How many lines in the entries below include the word "VocademyError"? Respond with the number only.

-------- DATASET --------

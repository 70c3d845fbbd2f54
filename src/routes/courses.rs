use actix_web::{HttpRequest, HttpResponse, Result as ActixResult, web};

use crate::middlewares::{self, RequireJWT};
use crate::models::courses::requests::{
    ChangeCourseStatusRequest, CourseListQuery, CreateCourseRequest, UpdateCourseRequest,
};
use crate::models::{ApiResponse, ErrorCode, error_response};
use crate::services::courses::CourseService;

// 创建课程
pub async fn create_course(
    req: HttpRequest,
    service: web::Data<CourseService>,
    body: web::Json<CreateCourseRequest>,
) -> ActixResult<HttpResponse> {
    let actor = match RequireJWT::extract_actor(&req) {
        Some(a) => a,
        None => {
            return Ok(HttpResponse::Unauthorized().json(ApiResponse::error_empty(
                ErrorCode::Unauthorized,
                "无法获取用户信息",
            )));
        }
    };

    match service.create_course(&actor, body.into_inner()).await {
        Ok(course) => Ok(HttpResponse::Ok().json(ApiResponse::success(course, "课程已创建"))),
        Err(e) => Ok(error_response(&e)),
    }
}

// 获取课程详情
pub async fn get_course(
    req: HttpRequest,
    service: web::Data<CourseService>,
    path: web::Path<i64>,
) -> ActixResult<HttpResponse> {
    let actor = match RequireJWT::extract_actor(&req) {
        Some(a) => a,
        None => {
            return Ok(HttpResponse::Unauthorized().json(ApiResponse::error_empty(
                ErrorCode::Unauthorized,
                "无法获取用户信息",
            )));
        }
    };

    match service.get_course(&actor, path.into_inner()).await {
        Ok(course) => Ok(HttpResponse::Ok().json(ApiResponse::success(course, "获取课程成功"))),
        Err(e) => Ok(error_response(&e)),
    }
}

// 课程列表
pub async fn list_courses(
    req: HttpRequest,
    service: web::Data<CourseService>,
    query: web::Query<CourseListQuery>,
) -> ActixResult<HttpResponse> {
    let actor = match RequireJWT::extract_actor(&req) {
        Some(a) => a,
        None => {
            return Ok(HttpResponse::Unauthorized().json(ApiResponse::error_empty(
                ErrorCode::Unauthorized,
                "无法获取用户信息",
            )));
        }
    };

    match service.list_courses(&actor, query.into_inner()).await {
        Ok(list) => Ok(HttpResponse::Ok().json(ApiResponse::success(list, "获取课程列表成功"))),
        Err(e) => Ok(error_response(&e)),
    }
}

// 更新课程
pub async fn update_course(
    req: HttpRequest,
    service: web::Data<CourseService>,
    path: web::Path<i64>,
    body: web::Json<UpdateCourseRequest>,
) -> ActixResult<HttpResponse> {
    let actor = match RequireJWT::extract_actor(&req) {
        Some(a) => a,
        None => {
            return Ok(HttpResponse::Unauthorized().json(ApiResponse::error_empty(
                ErrorCode::Unauthorized,
                "无法获取用户信息",
            )));
        }
    };

    match service
        .update_course(&actor, path.into_inner(), body.into_inner())
        .await
    {
        Ok(course) => Ok(HttpResponse::Ok().json(ApiResponse::success(course, "课程已更新"))),
        Err(e) => Ok(error_response(&e)),
    }
}

// 变更课程状态
pub async fn change_course_status(
    req: HttpRequest,
    service: web::Data<CourseService>,
    path: web::Path<i64>,
    body: web::Json<ChangeCourseStatusRequest>,
) -> ActixResult<HttpResponse> {
    let actor = match RequireJWT::extract_actor(&req) {
        Some(a) => a,
        None => {
            return Ok(HttpResponse::Unauthorized().json(ApiResponse::error_empty(
                ErrorCode::Unauthorized,
                "无法获取用户信息",
            )));
        }
    };

    match service
        .change_status(&actor, path.into_inner(), body.into_inner())
        .await
    {
        Ok(course) => Ok(HttpResponse::Ok().json(ApiResponse::success(course, "课程状态已变更"))),
        Err(e) => Ok(error_response(&e)),
    }
}

// 删除课程
pub async fn delete_course(
    req: HttpRequest,
    service: web::Data<CourseService>,
    path: web::Path<i64>,
) -> ActixResult<HttpResponse> {
    let actor = match RequireJWT::extract_actor(&req) {
        Some(a) => a,
        None => {
            return Ok(HttpResponse::Unauthorized().json(ApiResponse::error_empty(
                ErrorCode::Unauthorized,
                "无法获取用户信息",
            )));
        }
    };

    match service.delete_course(&actor, path.into_inner()).await {
        Ok(()) => Ok(HttpResponse::Ok().json(ApiResponse::success_empty("课程已删除"))),
        Err(e) => Ok(error_response(&e)),
    }
}

// 配置路由
pub fn configure_course_routes(cfg: &mut web::ServiceConfig) {
    cfg.service(
        web::scope("/api/v1/courses")
            .wrap(middlewares::RequireJWT)
            .route("", web::post().to(create_course))
            .route("", web::get().to(list_courses))
            .route("/{id}", web::get().to(get_course))
            .route("/{id}", web::put().to(update_course))
            .route("/{id}/status", web::post().to(change_course_status))
            .route("/{id}", web::delete().to(delete_course)),
    );
}
use tracing::info;

use super::{QuestionService, question_scope};
use crate::errors::{Result, VocademyError};
use crate::models::questions::{
    entities::{Question, QuestionType},
    requests::CreateQuestionRequest,
};
use crate::policy::{Action, Actor, Resource, evaluate};

pub(super) async fn create_question(
    service: &QuestionService,
    actor: &Actor,
    req: CreateQuestionRequest,
) -> Result<Question> {
    let course = question_scope(service, actor, req.course_id).await?;
    evaluate(actor, Action::Create, &Resource::Question { course })
        .require("create question")?;

    if req.content.trim().is_empty() {
        return Err(VocademyError::validation("题目内容不能为空"));
    }
    if req.question_type == QuestionType::MultipleChoice
        && req.options.as_ref().map(|o| o.len()).unwrap_or(0) < 2
    {
        return Err(VocademyError::validation("选择题至少需要两个选项"));
    }

    let question = service.storage.create_question(actor.id, req).await?;
    info!(
        actor_id = actor.id,
        question_id = question.id,
        global = question.is_global(),
        "题目已创建"
    );
    Ok(question)
}
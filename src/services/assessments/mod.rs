//! 评估聚合服务
//!
//! 一次提交最多一条 AI 评估（一次性写入）和一条最终评分（可覆盖）。
//! 最终评分是权威结论；AI 评估始终作为临时反馈保留展示。

mod final_grade;
mod outcome;
mod trigger;

pub(crate) use trigger::score_submission;

use std::sync::Arc;

use crate::errors::Result;
use crate::models::assessments::{
    entities::{AiAssessment, FinalGrade},
    requests::RecordFinalGradeRequest,
    responses::AssessmentOutcomeResponse,
};
use crate::models::assignments::entities::Assignment;
use crate::models::submissions::entities::Submission;
use crate::oracle::ScoringOracle;
use crate::policy::{Actor, CourseScope, Resource};
use crate::storage::{Storage, ensure_found};

pub struct AssessmentService {
    storage: Arc<dyn Storage>,
    oracle: Arc<dyn ScoringOracle>,
}

impl AssessmentService {
    pub fn new(storage: Arc<dyn Storage>, oracle: Arc<dyn ScoringOracle>) -> Self {
        Self { storage, oracle }
    }

    pub async fn trigger_assessment(
        &self,
        actor: &Actor,
        submission_id: i64,
    ) -> Result<AiAssessment> {
        trigger::trigger_assessment(self, actor, submission_id).await
    }

    pub async fn record_final_grade(
        &self,
        actor: &Actor,
        submission_id: i64,
        req: RecordFinalGradeRequest,
    ) -> Result<FinalGrade> {
        final_grade::record_final_grade(self, actor, submission_id, req).await
    }

    pub async fn get_outcome(
        &self,
        actor: &Actor,
        submission_id: i64,
    ) -> Result<AssessmentOutcomeResponse> {
        outcome::get_outcome(self, actor, submission_id).await
    }
}

/// 加载提交及其作业，构建评估路径的策略资源描述符
pub(super) async fn load_submission_context(
    service: &AssessmentService,
    actor: &Actor,
    submission_id: i64,
    grading: bool,
) -> Result<(Submission, Assignment, Resource)> {
    let submission = ensure_found(
        service.storage.get_submission_by_id(submission_id).await?,
        "submission",
    )?;
    let assignment = ensure_found(
        service
            .storage
            .get_assignment_by_id(submission.assignment_id)
            .await?,
        "assignment",
    )?;
    let course = ensure_found(
        service.storage.get_course_by_id(assignment.course_id).await?,
        "course",
    )?;
    let relation =
        super::course_relation(&service.storage, assignment.course_id, actor).await?;

    let resource = Resource::Submission {
        student_id: submission.student_id,
        status: submission.status.clone(),
        course: CourseScope::new(course.status, relation),
        grading,
    };
    Ok((submission, assignment, resource))
}

#[cfg(test)]
mod tests {
    use super::*;
    use crate::errors::VocademyError;
    use crate::models::assessments::entities::GradeStatus;
    use crate::models::assessments::requests::RecordAiAssessmentRequest;
    use crate::models::assignments::requests::CreateAssignmentRequest;
    use crate::models::profiles::entities::{Profile, ProfileRole};
    use crate::models::questions::{entities::QuestionType, requests::CreateQuestionRequest};
    use crate::models::submissions::entities::SubmissionStatus;
    use crate::oracle::testing::{FailingOracle, FixedOracle};
    use crate::services::testing::{
        actor_of, memory_storage, seed_active_course, seed_approved,
    };
    use std::collections::BTreeMap;

    struct Fixture {
        storage: Arc<dyn Storage>,
        leader: Profile,
        student: Profile,
        submission_id: i64,
    }

    /// 一份已提交的单题作业答卷
    async fn submitted_fixture() -> Fixture {
        let storage = memory_storage().await;
        let leader = seed_approved(&storage, "leader@example.com", ProfileRole::CourseLeader).await;
        let student = seed_approved(&storage, "student@example.com", ProfileRole::Student).await;
        let course = seed_active_course(&storage, &leader).await;
        storage.enroll_student(course.id, student.id).await.unwrap();

        let question = storage
            .create_question(
                leader.id,
                CreateQuestionRequest {
                    course_id: Some(course.id),
                    content: "简述急停按钮的使用场景".to_string(),
                    question_type: QuestionType::ShortText,
                    rubric: Some("覆盖人身与设备风险".to_string()),
                    options: None,
                },
            )
            .await
            .unwrap();
        let assignment = storage
            .create_assignment(
                leader.id,
                CreateAssignmentRequest {
                    course_id: course.id,
                    title: "安全操作作业".to_string(),
                    description: None,
                    question_ids: vec![question.id],
                    due_at: None,
                },
            )
            .await
            .unwrap();

        let mut answers = BTreeMap::new();
        answers.insert(question.id, "设备异常或人员受困时立即按下".to_string());
        let submission = storage
            .merge_draft_answers(assignment.id, student.id, answers)
            .await
            .unwrap();
        assert!(storage.mark_submitted(assignment.id, student.id).await.unwrap());

        Fixture {
            storage,
            leader,
            student,
            submission_id: submission.id,
        }
    }

    fn grade(score: f64) -> RecordFinalGradeRequest {
        RecordFinalGradeRequest {
            score,
            comments: Some("已复核".to_string()),
            status: if score >= 60.0 {
                GradeStatus::Pass
            } else {
                GradeStatus::Fail
            },
        }
    }

    #[tokio::test]
    async fn test_instructor_triggers_assessment_once() {
        let fx = submitted_fixture().await;
        let service =
            AssessmentService::new(fx.storage.clone(), Arc::new(FixedOracle::scoring(72.0)));
        let actor = actor_of(&fx.leader);

        let assessment = service
            .trigger_assessment(&actor, fx.submission_id)
            .await
            .unwrap();
        assert_eq!(assessment.score, 72.0);

        // 二次触发被一次性约束拒绝，首次结果保留
        let err = service
            .trigger_assessment(&actor, fx.submission_id)
            .await
            .unwrap_err();
        assert!(matches!(err, VocademyError::AlreadyAssessed(_)));

        let kept = fx
            .storage
            .get_ai_assessment(fx.submission_id)
            .await
            .unwrap()
            .unwrap();
        assert_eq!(kept.score, 72.0);
    }

    #[tokio::test]
    async fn test_failed_assessment_can_be_retriggered() {
        let fx = submitted_fixture().await;
        let actor = actor_of(&fx.leader);

        let failing = AssessmentService::new(fx.storage.clone(), Arc::new(FailingOracle));
        let err = failing
            .trigger_assessment(&actor, fx.submission_id)
            .await
            .unwrap_err();
        assert!(matches!(err, VocademyError::UpstreamFailure(_)));

        // 失败没有留下评估记录，重触发走得通
        let working =
            AssessmentService::new(fx.storage.clone(), Arc::new(FixedOracle::scoring(65.0)));
        let assessment = working
            .trigger_assessment(&actor, fx.submission_id)
            .await
            .unwrap();
        assert_eq!(assessment.score, 65.0);
    }

    #[tokio::test]
    async fn test_duplicate_ai_assessment_rejected_at_storage() {
        let fx = submitted_fixture().await;

        let req = RecordAiAssessmentRequest {
            score: 80.0,
            feedback: "第一份".to_string(),
            confidence: crate::models::assessments::entities::ConfidenceBucket::High,
        };
        fx.storage
            .insert_ai_assessment(fx.submission_id, req.clone(), None)
            .await
            .unwrap();

        let second = RecordAiAssessmentRequest {
            score: 10.0,
            feedback: "第二份".to_string(),
            ..req
        };
        let err = fx
            .storage
            .insert_ai_assessment(fx.submission_id, second, None)
            .await
            .unwrap_err();
        assert!(matches!(err, VocademyError::AlreadyAssessed(_)));

        let kept = fx
            .storage
            .get_ai_assessment(fx.submission_id)
            .await
            .unwrap()
            .unwrap();
        assert_eq!(kept.feedback, "第一份");
    }

    #[tokio::test]
    async fn test_students_cannot_grade_their_own_work() {
        let fx = submitted_fixture().await;
        let service = AssessmentService::new(fx.storage.clone(), Arc::new(FailingOracle));

        let err = service
            .record_final_grade(&actor_of(&fx.student), fx.submission_id, grade(100.0))
            .await
            .unwrap_err();
        // 拥有者知道提交存在，给明确 403
        assert!(matches!(err, VocademyError::RoleForbidden(_)));
    }

    #[tokio::test]
    async fn test_cross_course_instructor_cannot_grade() {
        let fx = submitted_fixture().await;
        let service = AssessmentService::new(fx.storage.clone(), Arc::new(FailingOracle));
        let other = seed_approved(&fx.storage, "other@example.com", ProfileRole::CourseLeader).await;
        seed_active_course(&fx.storage, &other).await;

        // 教师身份在别的课，对这份提交拿到 404
        let err = service
            .record_final_grade(&actor_of(&other), fx.submission_id, grade(90.0))
            .await
            .unwrap_err();
        assert!(matches!(err, VocademyError::NotFound(_)));
    }

    #[tokio::test]
    async fn test_final_grade_marks_submission_graded() {
        let fx = submitted_fixture().await;
        let service = AssessmentService::new(fx.storage.clone(), Arc::new(FailingOracle));
        let actor = actor_of(&fx.leader);

        let final_grade = service
            .record_final_grade(&actor, fx.submission_id, grade(88.0))
            .await
            .unwrap();
        assert_eq!(final_grade.status, GradeStatus::Pass);
        assert_eq!(final_grade.grader_id, fx.leader.id);

        let submission = fx
            .storage
            .get_submission_by_id(fx.submission_id)
            .await
            .unwrap()
            .unwrap();
        assert_eq!(submission.status, SubmissionStatus::Graded);
    }

    #[tokio::test]
    async fn test_regrade_overwrites_previous_final_grade() {
        let fx = submitted_fixture().await;
        let service = AssessmentService::new(fx.storage.clone(), Arc::new(FailingOracle));
        let actor = actor_of(&fx.leader);

        service
            .record_final_grade(&actor, fx.submission_id, grade(55.0))
            .await
            .unwrap();
        let regraded = service
            .record_final_grade(&actor, fx.submission_id, grade(75.0))
            .await
            .unwrap();
        assert_eq!(regraded.score, 75.0);
        assert_eq!(regraded.status, GradeStatus::Pass);

        // 仍然只有一条最终评分
        let stored = fx
            .storage
            .get_final_grade(fx.submission_id)
            .await
            .unwrap()
            .unwrap();
        assert_eq!(stored.score, 75.0);
    }

    #[tokio::test]
    async fn test_draft_cannot_be_assessed_or_graded() {
        let storage = memory_storage().await;
        let leader = seed_approved(&storage, "leader@example.com", ProfileRole::CourseLeader).await;
        let student = seed_approved(&storage, "student@example.com", ProfileRole::Student).await;
        let course = seed_active_course(&storage, &leader).await;
        storage.enroll_student(course.id, student.id).await.unwrap();
        let question = storage
            .create_question(
                leader.id,
                CreateQuestionRequest {
                    course_id: Some(course.id),
                    content: "题".to_string(),
                    question_type: QuestionType::ShortText,
                    rubric: None,
                    options: None,
                },
            )
            .await
            .unwrap();
        let assignment = storage
            .create_assignment(
                leader.id,
                CreateAssignmentRequest {
                    course_id: course.id,
                    title: "作业".to_string(),
                    description: None,
                    question_ids: vec![question.id],
                    due_at: None,
                },
            )
            .await
            .unwrap();
        let mut answers = BTreeMap::new();
        answers.insert(question.id, "草稿作答".to_string());
        let draft = storage
            .merge_draft_answers(assignment.id, student.id, answers)
            .await
            .unwrap();

        let service = AssessmentService::new(storage.clone(), Arc::new(FixedOracle::scoring(50.0)));
        let actor = actor_of(&leader);

        let err = service
            .trigger_assessment(&actor, draft.id)
            .await
            .unwrap_err();
        assert!(matches!(err, VocademyError::InvalidState(_)));

        let err = service
            .record_final_grade(&actor, draft.id, grade(50.0))
            .await
            .unwrap_err();
        assert!(matches!(err, VocademyError::InvalidState(_)));
    }

    #[tokio::test]
    async fn test_out_of_range_score_rejected() {
        let fx = submitted_fixture().await;
        let service = AssessmentService::new(fx.storage.clone(), Arc::new(FailingOracle));

        let err = service
            .record_final_grade(&actor_of(&fx.leader), fx.submission_id, grade(101.0))
            .await
            .unwrap_err();
        assert!(matches!(err, VocademyError::Validation(_)));
    }

    #[tokio::test]
    async fn test_outcome_reports_authoritative_flag() {
        let fx = submitted_fixture().await;
        let service =
            AssessmentService::new(fx.storage.clone(), Arc::new(FixedOracle::scoring(70.0)));
        let leader_actor = actor_of(&fx.leader);
        let student_actor = actor_of(&fx.student);

        service
            .trigger_assessment(&leader_actor, fx.submission_id)
            .await
            .unwrap();

        // 只有 AI 评估时不具权威性
        let outcome = service
            .get_outcome(&student_actor, fx.submission_id)
            .await
            .unwrap();
        assert!(!outcome.authoritative);
        assert!(outcome.ai_assessment.is_some());
        assert!(outcome.final_grade.is_none());

        service
            .record_final_grade(&leader_actor, fx.submission_id, grade(82.0))
            .await
            .unwrap();

        // 最终评分落地后成为权威结论，AI 评估仍然保留
        let outcome = service
            .get_outcome(&student_actor, fx.submission_id)
            .await
            .unwrap();
        assert!(outcome.authoritative);
        assert_eq!(outcome.final_grade.unwrap().score, 82.0);
        assert!(outcome.ai_assessment.is_some());
    }
}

--------

■ PROBLEM SOLUTION
12